• _Your instructions_:
Reproduce the entries below exactly, but only from the line containing "repository 56208d3d7772d918" to the line containing "registry.register(Box::new(EbsVolumeMapper));", inclusive.

(Stored items from a collection)
------------------------------------

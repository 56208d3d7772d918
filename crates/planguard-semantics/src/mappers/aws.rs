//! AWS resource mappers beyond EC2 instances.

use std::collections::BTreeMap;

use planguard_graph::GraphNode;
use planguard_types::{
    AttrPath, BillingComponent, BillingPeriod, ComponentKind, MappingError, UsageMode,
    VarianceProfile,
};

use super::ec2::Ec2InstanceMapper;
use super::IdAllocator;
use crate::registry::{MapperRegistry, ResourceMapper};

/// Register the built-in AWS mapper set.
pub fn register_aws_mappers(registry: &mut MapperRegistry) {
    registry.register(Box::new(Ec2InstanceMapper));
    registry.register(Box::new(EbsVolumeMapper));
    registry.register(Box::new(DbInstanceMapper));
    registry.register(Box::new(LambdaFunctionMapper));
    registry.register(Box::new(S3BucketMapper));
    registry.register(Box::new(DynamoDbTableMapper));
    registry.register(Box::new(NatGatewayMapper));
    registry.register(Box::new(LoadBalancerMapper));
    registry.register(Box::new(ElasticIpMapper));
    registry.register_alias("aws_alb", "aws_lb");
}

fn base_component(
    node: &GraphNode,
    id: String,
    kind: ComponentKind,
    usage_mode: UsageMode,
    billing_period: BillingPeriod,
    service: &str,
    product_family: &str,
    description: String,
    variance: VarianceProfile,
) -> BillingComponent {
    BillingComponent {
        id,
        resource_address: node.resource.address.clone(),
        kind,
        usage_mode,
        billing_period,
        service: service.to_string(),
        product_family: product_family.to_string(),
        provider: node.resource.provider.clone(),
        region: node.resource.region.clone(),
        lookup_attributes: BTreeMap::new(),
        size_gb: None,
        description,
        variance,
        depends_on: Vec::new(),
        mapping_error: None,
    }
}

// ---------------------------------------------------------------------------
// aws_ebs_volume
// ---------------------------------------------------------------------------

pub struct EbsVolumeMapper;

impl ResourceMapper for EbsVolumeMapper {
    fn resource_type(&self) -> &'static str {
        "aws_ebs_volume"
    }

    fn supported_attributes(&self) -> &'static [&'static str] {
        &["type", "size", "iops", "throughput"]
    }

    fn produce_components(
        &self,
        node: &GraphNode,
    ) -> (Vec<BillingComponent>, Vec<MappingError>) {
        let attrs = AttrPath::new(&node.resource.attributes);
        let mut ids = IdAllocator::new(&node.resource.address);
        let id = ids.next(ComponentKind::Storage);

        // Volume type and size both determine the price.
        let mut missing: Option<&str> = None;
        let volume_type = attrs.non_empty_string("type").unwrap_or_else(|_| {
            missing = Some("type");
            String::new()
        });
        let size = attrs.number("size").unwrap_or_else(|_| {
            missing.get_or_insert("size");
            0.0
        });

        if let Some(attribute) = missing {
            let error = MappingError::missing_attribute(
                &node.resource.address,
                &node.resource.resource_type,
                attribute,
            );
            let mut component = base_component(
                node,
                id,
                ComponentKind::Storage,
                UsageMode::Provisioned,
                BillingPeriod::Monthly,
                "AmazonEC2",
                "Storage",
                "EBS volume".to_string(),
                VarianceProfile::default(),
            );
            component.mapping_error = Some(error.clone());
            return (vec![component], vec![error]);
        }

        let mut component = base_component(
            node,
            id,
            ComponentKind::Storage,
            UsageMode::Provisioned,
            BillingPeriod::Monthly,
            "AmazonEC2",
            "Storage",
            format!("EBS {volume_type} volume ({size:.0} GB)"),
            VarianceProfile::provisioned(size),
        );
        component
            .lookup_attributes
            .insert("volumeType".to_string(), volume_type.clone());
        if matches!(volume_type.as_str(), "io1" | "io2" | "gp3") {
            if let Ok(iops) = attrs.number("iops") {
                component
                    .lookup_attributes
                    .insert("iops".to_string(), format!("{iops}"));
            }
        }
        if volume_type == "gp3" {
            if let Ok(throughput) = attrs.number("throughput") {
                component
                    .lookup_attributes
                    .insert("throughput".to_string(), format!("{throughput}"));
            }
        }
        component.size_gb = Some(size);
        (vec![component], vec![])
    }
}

------------------------------------

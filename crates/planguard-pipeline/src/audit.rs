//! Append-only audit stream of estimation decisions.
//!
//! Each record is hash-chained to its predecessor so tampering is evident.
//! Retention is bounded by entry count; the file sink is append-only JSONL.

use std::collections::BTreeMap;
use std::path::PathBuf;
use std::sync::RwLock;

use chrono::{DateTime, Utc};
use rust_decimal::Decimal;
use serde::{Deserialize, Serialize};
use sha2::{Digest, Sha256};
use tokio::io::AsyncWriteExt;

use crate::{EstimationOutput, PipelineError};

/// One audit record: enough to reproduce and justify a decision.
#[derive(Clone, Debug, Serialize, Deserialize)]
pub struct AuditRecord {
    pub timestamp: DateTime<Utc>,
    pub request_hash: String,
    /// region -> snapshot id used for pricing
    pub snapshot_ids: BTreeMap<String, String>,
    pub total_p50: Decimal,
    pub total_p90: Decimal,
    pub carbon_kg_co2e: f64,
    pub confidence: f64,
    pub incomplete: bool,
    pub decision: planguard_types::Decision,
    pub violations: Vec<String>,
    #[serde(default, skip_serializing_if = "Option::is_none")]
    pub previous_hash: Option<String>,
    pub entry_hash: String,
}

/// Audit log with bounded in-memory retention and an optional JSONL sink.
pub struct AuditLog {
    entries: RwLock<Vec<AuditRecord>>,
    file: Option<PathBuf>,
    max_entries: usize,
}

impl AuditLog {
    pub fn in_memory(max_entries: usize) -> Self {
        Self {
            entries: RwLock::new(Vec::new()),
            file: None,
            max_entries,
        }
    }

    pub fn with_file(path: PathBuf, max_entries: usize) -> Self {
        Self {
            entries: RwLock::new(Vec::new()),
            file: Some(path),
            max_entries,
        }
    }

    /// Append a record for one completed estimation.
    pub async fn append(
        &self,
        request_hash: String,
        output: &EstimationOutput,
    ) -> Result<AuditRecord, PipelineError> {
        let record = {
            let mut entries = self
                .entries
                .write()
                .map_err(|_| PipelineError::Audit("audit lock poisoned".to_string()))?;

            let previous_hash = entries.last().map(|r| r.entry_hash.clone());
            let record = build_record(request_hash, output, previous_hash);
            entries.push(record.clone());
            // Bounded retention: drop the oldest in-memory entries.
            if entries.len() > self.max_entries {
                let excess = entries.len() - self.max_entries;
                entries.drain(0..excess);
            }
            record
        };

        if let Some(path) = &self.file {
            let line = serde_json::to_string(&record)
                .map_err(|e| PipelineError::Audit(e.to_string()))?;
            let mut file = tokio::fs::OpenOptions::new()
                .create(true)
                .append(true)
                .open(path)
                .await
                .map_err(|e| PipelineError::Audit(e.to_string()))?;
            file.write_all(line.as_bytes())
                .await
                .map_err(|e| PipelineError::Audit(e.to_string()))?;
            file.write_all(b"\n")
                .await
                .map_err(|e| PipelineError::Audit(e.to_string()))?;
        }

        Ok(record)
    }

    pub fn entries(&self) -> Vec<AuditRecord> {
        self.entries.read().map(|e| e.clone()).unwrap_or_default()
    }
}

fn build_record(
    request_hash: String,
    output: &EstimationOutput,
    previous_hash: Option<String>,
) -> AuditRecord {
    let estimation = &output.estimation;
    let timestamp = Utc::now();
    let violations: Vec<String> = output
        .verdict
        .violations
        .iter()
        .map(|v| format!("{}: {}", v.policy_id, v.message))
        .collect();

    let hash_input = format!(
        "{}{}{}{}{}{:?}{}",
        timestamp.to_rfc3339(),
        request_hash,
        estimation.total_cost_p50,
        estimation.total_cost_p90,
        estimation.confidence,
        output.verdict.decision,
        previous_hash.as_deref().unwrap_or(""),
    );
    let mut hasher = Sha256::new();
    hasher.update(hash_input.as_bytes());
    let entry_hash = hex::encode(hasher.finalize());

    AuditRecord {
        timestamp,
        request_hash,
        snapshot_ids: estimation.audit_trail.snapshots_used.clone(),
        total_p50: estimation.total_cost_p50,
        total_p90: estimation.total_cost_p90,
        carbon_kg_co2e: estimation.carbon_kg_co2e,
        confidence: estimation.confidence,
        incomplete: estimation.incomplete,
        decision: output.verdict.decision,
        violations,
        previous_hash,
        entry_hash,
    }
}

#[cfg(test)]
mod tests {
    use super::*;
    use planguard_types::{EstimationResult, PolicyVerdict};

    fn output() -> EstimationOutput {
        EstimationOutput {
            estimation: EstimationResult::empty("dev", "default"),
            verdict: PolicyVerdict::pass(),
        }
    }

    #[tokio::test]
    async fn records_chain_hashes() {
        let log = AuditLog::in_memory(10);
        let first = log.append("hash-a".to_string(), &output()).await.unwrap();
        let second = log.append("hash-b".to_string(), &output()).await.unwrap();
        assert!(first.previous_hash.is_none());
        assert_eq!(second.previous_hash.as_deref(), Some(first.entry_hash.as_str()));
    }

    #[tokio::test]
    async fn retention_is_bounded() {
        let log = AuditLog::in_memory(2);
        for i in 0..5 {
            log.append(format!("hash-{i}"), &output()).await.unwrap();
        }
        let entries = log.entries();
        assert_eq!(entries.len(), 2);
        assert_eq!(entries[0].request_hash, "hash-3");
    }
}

------------------------------------

• _Task answer_:
repository 56208d3d7772d918
filename crates/planguard-semantics/src/mappers/aws.rs
//! AWS resource mappers beyond EC2 instances.

use std::collections::BTreeMap;

use planguard_graph::GraphNode;
use planguard_types::{
    AttrPath, BillingComponent, BillingPeriod, ComponentKind, MappingError, UsageMode,
    VarianceProfile,
};

use super::ec2::Ec2InstanceMapper;
use super::IdAllocator;
use crate::registry::{MapperRegistry, ResourceMapper};

/// Register the built-in AWS mapper set.
pub fn register_aws_mappers(registry: &mut MapperRegistry) {
    registry.register(Box::new(Ec2InstanceMapper));
    registry.register(Box::new(EbsVolumeMapper));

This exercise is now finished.